A healing. An energy that can pervade the listener’s understanding of self, uplifting that self and, in turn, the listener’s surroundings. According to Muhammad Muwakil, this is the breath behind the music of Freetown. 
 
The name Freetown was drawn from this very concept. Belmont, where Muwakil resides, was at one time called Freetown, the location of a settlement of freed slaves at the foothills of Gonzales. For Muwakil, Belmont and, in fact, Trinidad and Tobago at large could no longer be called a free town and he decided that he needed to recreate this free town within himself, within his home and his immediate community. With Lou Lyons who shared this ideology, the group Freetown was given life as an active pursuit of this inward and outward liberation.
Both Lyons and Muwakil are both established spoken word artists in Trinidad and Tobago. Their sound now still draws from this rich lyricism but also infuses melodies produced with the guitar, saxophone, harmonica and clarinet, instrumentation shared between the two poets. There is a rawness to their sound that conveys an honesty, passion and intensity of meaning that appears to touch a chord in their audiences, a power evidenced in the numerous invitations that Freetown has received over the past two years to concerts, festivals and conferences across the Caribbean and as far as London. Yet they have no official manager. 

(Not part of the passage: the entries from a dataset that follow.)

// Spread Arbitrage Bot - CLI
// Runs one simulated arbitrage session between two exchanges

use chrono::Local;
use clap::{Args, Parser, Subcommand};
use std::path::{Path, PathBuf};
use tracing::{error, info, warn, Level};

use spread_arbitrage_bot::progress::SessionProgress;
use spread_arbitrage_bot::{
    build_price_source, ArbitrageEngine, Config, ConfigError, DurationUnit, FileRecorder, ShutdownHandle,
    TradingError,
};

#[derive(Parser)]
#[command(name = "arb-bot")]
#[command(version = "0.2.0")]
#[command(about = "Cross-exchange spread arbitrage simulator", long_about = None)]
struct Cli {
    /// Enable verbose logging
    #[arg(short, long, global = true)]
    verbose: bool,

    /// Configuration file path
    #[arg(short, long, global = true, default_value = "config.toml")]
    config: String,

    #[command(subcommand)]
    command: Commands,
}

#[derive(Subcommand)]
enum Commands {
    /// Run one trading session
    Run(RunArgs),

    /// Write a default configuration file
    Init {
        /// Overwrite an existing file
        #[arg(short, long)]
        force: bool,
    },

    /// Load and validate the configuration without trading
    Check,
}

#[derive(Args)]
struct RunArgs {
    /// Initial capital in quote currency
    #[arg(long)]
    capital: Option<f64>,

    /// Arbitrage threshold in percent
    #[arg(short, long)]
    threshold: Option<f64>,

    /// Session duration, in `--unit`s
    #[arg(short, long)]
    duration: Option<f64>,

    /// Duration unit: seconds, minutes, hours or days
    #[arg(short, long)]
    unit: Option<String>,

    /// First exchange
    #[arg(long)]
    exchange1: Option<String>,

    /// Second exchange
    #[arg(long)]
    exchange2: Option<String>,

    /// Trading pair (e.g., XRP/USD)
    #[arg(short, long)]
    pair: Option<String>,

    /// Use live exchange quotes instead of simulated prices
    #[arg(long)]
    live: bool,

    /// Seed for the price simulator
    #[arg(long)]
    seed: Option<u64>,

    /// CSV tick data output
    #[arg(long)]
    data_file: Option<PathBuf>,

    /// Session log output
    #[arg(long)]
    log_file: Option<PathBuf>,

    /// Hide the progress bar
    #[arg(long)]
    no_progress: bool,

    /// Print the summary as JSON
    #[arg(long)]
    json: bool,
}

impl RunArgs {
    fn apply(&self, config: &mut Config) -> Result<(), ConfigError> {
        let session = &mut config.session;

        if let Some(capital) = self.capital {
            session.initial_capital = capital;
        }
        if let Some(threshold) = self.threshold {
            session.arbitrage_threshold_percent = threshold;
        }
        if let Some(duration) = self.duration {
            session.session_duration = duration;
        }
        if let Some(unit) = &self.unit {
            session.duration_unit = unit.parse::<DurationUnit>()?;
        }
        if let Some(exchange) = &self.exchange1 {
            session.exchange1 = exchange.clone();
        }
        if let Some(exchange) = &self.exchange2 {
            session.exchange2 = exchange.clone();
        }
        if let Some(pair) = &self.pair {
            session.trading_pair = pair.clone();
        }
        if self.live {
            session.simulate_data = false;
        }
        if self.seed.is_some() {
            session.seed = self.seed;
        }
        if self.data_file.is_some() {
            session.data_file = self.data_file.clone();
        }
        if self.log_file.is_some() {
            session.log_file = self.log_file.clone();
        }

        config.validate()
    }
}

#[tokio::main]
async fn main() -> Result<(), Box<dyn std::error::Error>> {
    let cli = Cli::parse();

    // Setup logging first (before config load so we can see config errors)
    let level = if cli.verbose {
        Level::DEBUG
    } else {
        Config::from_file(&cli.config)
            .ok()
            .and_then(|config| config.logging.level.parse::<Level>().ok())
            .unwrap_or(Level::INFO)
    };
    tracing_subscriber::fmt().with_max_level(level).init();

    info!("🚀 Spread Arbitrage Bot v0.2.0");
    info!("📁 Config: {}", cli.config);

    match cli.command {
        // Init doesn't require config (it creates it)
        Commands::Init { force } => {
            init_config(&cli.config, force)?;
        }

        Commands::Check => {
            if !Path::new(&cli.config).exists() {
                exit_with_config_error(TradingError::ConfigNotFound(cli.config.clone()));
            }
            let config = load_config_or_exit(&cli.config);
            show_session(&config);
        }

        Commands::Run(args) => {
            let mut config = load_config_or_exit(&cli.config);
            if let Err(e) = args.apply(&mut config) {
                exit_with_config_error(e.into());
            }
            run(config, &args).await?;
        }
    }

    Ok(())
}

/// Load config or exit with helpful error message
fn load_config_or_exit(path: &str) -> Config {
    match Config::load_or_default(path) {
        Ok(config) => config,
        Err(e) => exit_with_config_error(e.into()),
    }
}

fn exit_with_config_error(err: TradingError) -> ! {
    error!("❌ Configuration Error");
    for line in err.user_message().lines() {
        error!("{}", line);
    }
    std::process::exit(1);
}

fn init_config(path: &str, force: bool) -> Result<(), Box<dyn std::error::Error>> {
    if Path::new(path).exists() && !force {
        warn!("⚠️  {} already exists (use --force to overwrite)", path);
        return Ok(());
    }

    Config::default().to_file(path)?;
    info!("✅ Wrote default configuration to {}", path);
    info!("💡 Edit the [session] table, then run: arb-bot run");
    Ok(())
}

fn show_session(config: &Config) {
    let session = &config.session;
    let now = Local::now();

    info!("✅ Configuration is valid");
    println!("Pair:        {}", session.trading_pair);
    println!("Exchanges:   {} vs {}", session.exchange1, session.exchange2);
    println!("Capital:     ${:.2}", session.initial_capital);
    println!("Threshold:   {}%", session.arbitrage_threshold_percent);
    println!(
        "Duration:    {} {} ({} seconds)",
        session.session_duration,
        session.duration_unit,
        session.session_seconds()
    );
    println!("Tick:        {} ms", session.tick_interval_ms);
    println!("Source:      {}", if session.simulate_data { "simulated" } else { "live" });
    println!("Data file:   {}", session.resolve_data_file(now).display());
    println!("Log file:    {}", session.resolve_log_file(now).display());
}

async fn run(config: Config, args: &RunArgs) -> Result<(), Box<dyn std::error::Error>> {
    let now = Local::now();
    let recorder = FileRecorder::new(
        config.session.resolve_data_file(now),
        config.session.resolve_log_file(now),
    );
    info!("📁 Tick data: {}", recorder.data_file().display());
    info!("📝 Session log: {}", recorder.log_file().display());

    let shutdown = ShutdownHandle::new();
    let signal = shutdown.clone();
    let listener = tokio::spawn(async move {
        tokio::select! {
            result = tokio::signal::ctrl_c() => {
                if result.is_ok() {
                    warn!("🛑 Ctrl+C received, stopping after the current tick");
                    signal.trigger();
                }
            }
            _ = signal.triggered() => {}
        }
    });

    let source = build_price_source(&config)?;
    let show_progress = config.logging.show_progress && !args.no_progress;
    let mut engine = ArbitrageEngine::new(config, source, Box::new(recorder))?.with_shutdown(shutdown.clone());
    if show_progress {
        let session_seconds = engine.config().session.session_seconds();
        engine = engine.with_progress(SessionProgress::new(session_seconds));
    }
    info!("🆔 Session {}", engine.session_id());

    let summary = engine.run_session().await?;

    // Release the Ctrl+C listener once the session is over
    shutdown.trigger();
    let _ = listener.await;

    if args.json {
        println!("{}", serde_json::to_string_pretty(&summary)?);
    } else {
        println!("\n{}", summary);
    }

    Ok(())
}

The transition into music was an organic movement, the natural evolution of poetry and the desire to make their work more accessible. When asked to describe their sound, Muwakil quotes Lyons who considers it Caribbean blues. Although blues might be more conventionally thought of as a North American genre, Muwakil asserts that, in the wider context of the meaning and purpose of blues, it has been an organic growth in all cultures. ‘Calypso is blues,’ he says. ‘And every culture has their blues music, which is their story music, especially oppressed cultures. Marley sung the blues.’ Freetown is a channel to tell the stories of their native land with an understanding so intrinsic to the human condition that they can be grasped by listeners across the world. From this internal beginning, Freetown hopes to effect a global change, make the world a free town.